Cannot reproduce Breakout benchmark using Double DQN #176

Open
@gbg141

Description

@gbg141

I haven't been able to reproduce the results of the Breakout benchmark with Double DQN when using similar hyperparameter values than the ones presented in the original paper. After more than 20M observed frames (~100.000 episodes), the mean 100 episode reward still remains around 10, having achieved a maximum value of 12.

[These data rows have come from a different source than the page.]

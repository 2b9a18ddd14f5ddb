//! Application orchestrator.
//! Loads/merges config, initializes logging, builds the round from the
//! subcommand, previews, confirms and reports.

use anyhow::{Context, Result, anyhow, bail};
use tracing::{debug, error, info};

use bulk_relocate::cli::{Args, Command};
use bulk_relocate::output as out;
use bulk_relocate::session::{AssumeYes, Confirm, RoundOutcome, RoundReport, stdin_confirm};
use bulk_relocate::{CONFIG_ENV, Config, create_template_config, default_config_path, load_config};

use crate::logging::init_tracing;

/// Run the CLI application.
pub fn run(args: Args) -> Result<()> {
    // Handle --print-config / --init-config before logging init
    if args.print_config {
        return print_config_location();
    }
    if args.init_config {
        let path = default_config_path().ok_or_else(|| anyhow!("could not determine a config path"))?;
        create_template_config(&path)?;
        out::print_success(&format!("A template bulk_relocate config was written to: {}", path.display()));
        return Ok(());
    }

    let Some(command) = args.command.clone() else {
        bail!("no command given; see --help");
    };

    // Build config (may read XML). CLI args override config values.
    let mut cfg = match load_config() {
        Ok(Some(cfg)) => cfg,
        Ok(None) => Config::default(),
        Err(e) => {
            out::print_error(&format!("{e:#}"));
            return Err(e);
        }
    };
    args.apply_overrides(&mut cfg);

    // Guard must live until exit so the file appender flushes.
    let _guard = init_tracing(&cfg.log_level, cfg.log_file.as_deref(), args.json).map_err(|e| {
        out::print_error(&format!("Failed to initialize logging: {}", e));
        e
    })?;

    debug!("Starting bulk_relocate: {:?}", args);
    run_round(&command, &cfg)
}

fn print_config_location() -> Result<()> {
    if let Ok(cfg_env) = std::env::var(CONFIG_ENV) {
        out::print_info(&format!("Using {CONFIG_ENV} (explicit):\n  {cfg_env}\n"));
        out::print_info(&format!("To override, unset {CONFIG_ENV} or set it to another file."));
        return Ok(());
    }
    match default_config_path() {
        Some(p) => {
            out::print_info(&format!("Default bulk_relocate config path:\n  {}\n", p.display()));
            if p.exists() {
                out::print_info("A config file already exists at that location.");
            } else {
                out::print_info("No config file exists there yet. Run with --init-config to create a template.");
            }
        }
        None => out::print_error("Could not determine a default config path"),
    }
    Ok(())
}

fn run_round(command: &Command, cfg: &Config) -> Result<()> {
    let round = command.to_round(cfg);
    // Scanned paths are canonical; shorten report lines against the same form.
    let base = dunce::canonicalize(&round.root).unwrap_or_else(|_| round.root.clone());
    let base = base.as_path();

    let mut confirm: Box<dyn Confirm> = if cfg.assume_yes {
        Box::new(AssumeYes)
    } else {
        Box::new(PreviewThenPrompt { base: base.to_path_buf() })
    };

    let report = match round.run(confirm.as_mut(), cfg.dry_run) {
        Ok(report) => report,
        Err(e) => {
            error!(code = e.code(), kind = e.kind(), root = %base.display(), "Scan failed");
            out::print_error(&e.to_string());
            return Err(e).with_context(|| format!("scan of '{}' failed", base.display()));
        }
    };

    summarize(&report, base)
}

/// Shows the plan, then asks on the terminal.
struct PreviewThenPrompt {
    base: std::path::PathBuf,
}

impl Confirm for PreviewThenPrompt {
    fn confirm(&mut self, plan: &[bulk_relocate::PlannedRelocation]) -> bool {
        out::print_info(&format!("{} file(s) will be relocated:", plan.len()));
        out::print_plan(plan, &self.base);
        stdin_confirm().confirm(plan)
    }
}

fn summarize(report: &RoundReport, base: &std::path::Path) -> Result<()> {
    match report.outcome {
        RoundOutcome::NoMatches => {
            out::print_info("No files matched.");
            Ok(())
        }
        RoundOutcome::Previewed => {
            out::print_info(&format!("Dry-run: {} file(s) would be relocated:", report.plan.len()));
            out::print_plan(&report.plan, base);
            Ok(())
        }
        RoundOutcome::Declined => {
            out::print_info("Cancelled; nothing was changed.");
            Ok(())
        }
        RoundOutcome::Completed => {
            for result in &report.results {
                out::print_result(result, base);
            }
            let (moved, unchanged, failed) = (report.succeeded(), report.unchanged(), report.failed());
            info!(moved, unchanged, failed, "Summary");
            if failed > 0 {
                out::print_error(&format!("{moved} relocated, {unchanged} unchanged, {failed} failed"));
                bail!("{failed} file(s) could not be relocated");
            }
            out::print_success(&format!("{moved} relocated, {unchanged} unchanged"));
            Ok(())
        }
    }
}
//! Core library for `bulk_relocate`.
//!
//! Finds files under a root whose names match a criterion and renames or
//! moves them without ever overwriting an existing file.
//!
//! Modules:
//! - `scan` / `predicate`: enumerate a directory and select entries.
//! - `fs_ops`: collision resolution, planning and the relocation itself.
//! - `session`: one scan -> preview -> confirm -> relocate round.
//! - `config`: defaults, XML loading and paths.
//! - `cli` / `output`: argument parsing and user-facing lines.

pub mod cli;
pub mod config;
pub mod errors;
pub mod fs_ops;
pub mod output;
pub mod platform;
pub mod predicate;
pub mod scan;
pub mod session;
pub mod types;

pub use config::types::{Config, LogLevel};
pub use config::{
    CONFIG_ENV, create_template_config, default_collect_base, default_config_path, load_config,
    load_config_from_xml_path, path_has_symlink_ancestor,
};
pub use errors::RelocateError;
pub use fs_ops::{PlannedRelocation, Reservations, desired_path, plan, relocate, relocate_with, resolve};
pub use predicate::matches;
pub use scan::{Scan, ScanOptions, scan, scan_with};
pub use session::{Round, RoundOutcome, RoundReport};
pub use types::{
    CaseHandling, DestinationPolicy, FileEntry, MatchCriterion, RelocationResult, RelocationStatus,
};
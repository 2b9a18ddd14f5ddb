//! User-facing terminal output.
//!
//! Prefixed status lines plus the preview and report renderers. Colours are
//! used only when stdout is a TTY. Status lines and results go to stdout,
//! warnings and errors to stderr; logs never go to stdout.

use owo_colors::OwoColorize;
use std::path::Path;

use crate::fs_ops::PlannedRelocation;
use crate::types::{RelocationResult, RelocationStatus};

fn is_tty() -> bool {
    atty::is(atty::Stream::Stdout)
}

pub fn print_info(msg: &str) {
    if is_tty() {
        println!("{} {}", "info:".cyan().bold(), msg);
    } else {
        println!("info: {}", msg);
    }
}

pub fn print_warn(msg: &str) {
    if is_tty() {
        eprintln!("{} {}", "warn:".yellow().bold(), msg);
    } else {
        eprintln!("warn: {}", msg);
    }
}

pub fn print_error(msg: &str) {
    if is_tty() {
        eprintln!("{} {}", "error:".red().bold(), msg);
    } else {
        eprintln!("error: {}", msg);
    }
}

pub fn print_success(msg: &str) {
    if is_tty() {
        println!("{} {}", "ok:".green().bold(), msg);
    } else {
        println!("ok: {}", msg);
    }
}

/// Show `path` relative to `base` when it lives under it.
fn short<'a>(path: &'a Path, base: &Path) -> std::borrow::Cow<'a, str> {
    path.strip_prefix(base).unwrap_or(path).to_string_lossy()
}

/// One preview line: "  src -> dest" or "  src (reason)".
pub fn plan_line(item: &PlannedRelocation, base: &Path) -> String {
    let src = short(&item.source, base);
    match &item.destination {
        Ok(_) if item.is_noop() => format!("  {src} (unchanged)"),
        Ok(dest) => format!("  {src} -> {}", short(dest, base)),
        Err(e) => format!("  {src} (skipped: {e})"),
    }
}

/// One report line, scriptable: "Moved: a -> b" / "Failed: a: reason".
pub fn result_line(result: &RelocationResult, base: &Path) -> String {
    let src = short(&result.original, base);
    match &result.status {
        RelocationStatus::Succeeded if result.is_unchanged() => format!("Unchanged: {src}"),
        RelocationStatus::Succeeded => format!("Moved: {src} -> {}", short(&result.final_path, base)),
        RelocationStatus::Failed(e) => format!("Failed: {src}: {e}"),
    }
}

pub fn print_plan(plan: &[PlannedRelocation], base: &Path) {
    for item in plan {
        println!("{}", plan_line(item, base));
    }
}

pub fn print_result(result: &RelocationResult, base: &Path) {
    let line = result_line(result, base);
    if !result.is_success() {
        if is_tty() {
            eprintln!("{}", line.red());
        } else {
            eprintln!("{}", line);
        }
    } else {
        println!("{}", line);
    }
}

I present in the following list the neural network configuration as well as the hyperparameter values that I'm using in case I'm missing or getting something important wrong:

env = gym.make("BreakoutNoFrameskip-v4")
env = ScaledFloatFrame(wrap_dqn(env))
model = deepq.models.cnn_to_mlp(
        convs=[(32, 8, 4), (64, 4, 2), (64, 3, 1)],
        hiddens=[512],
        dueling=False
)
act = deepq.learn(
        env,
        q_func=model,
        lr=25e-5,
        max_timesteps=200000000,
        buffer_size=100000, #cannot store 1M frames as the paper suggests
        exploration_fraction=1000000/float(200000000), #so as to finish after !M steps
        exploration_final_eps=0.1,
        train_freq=4,
        batch_size=32,
        learning_starts=50000,
        target_network_update_freq=10000,
        gamma=0.99,
        prioritized_replay=False
)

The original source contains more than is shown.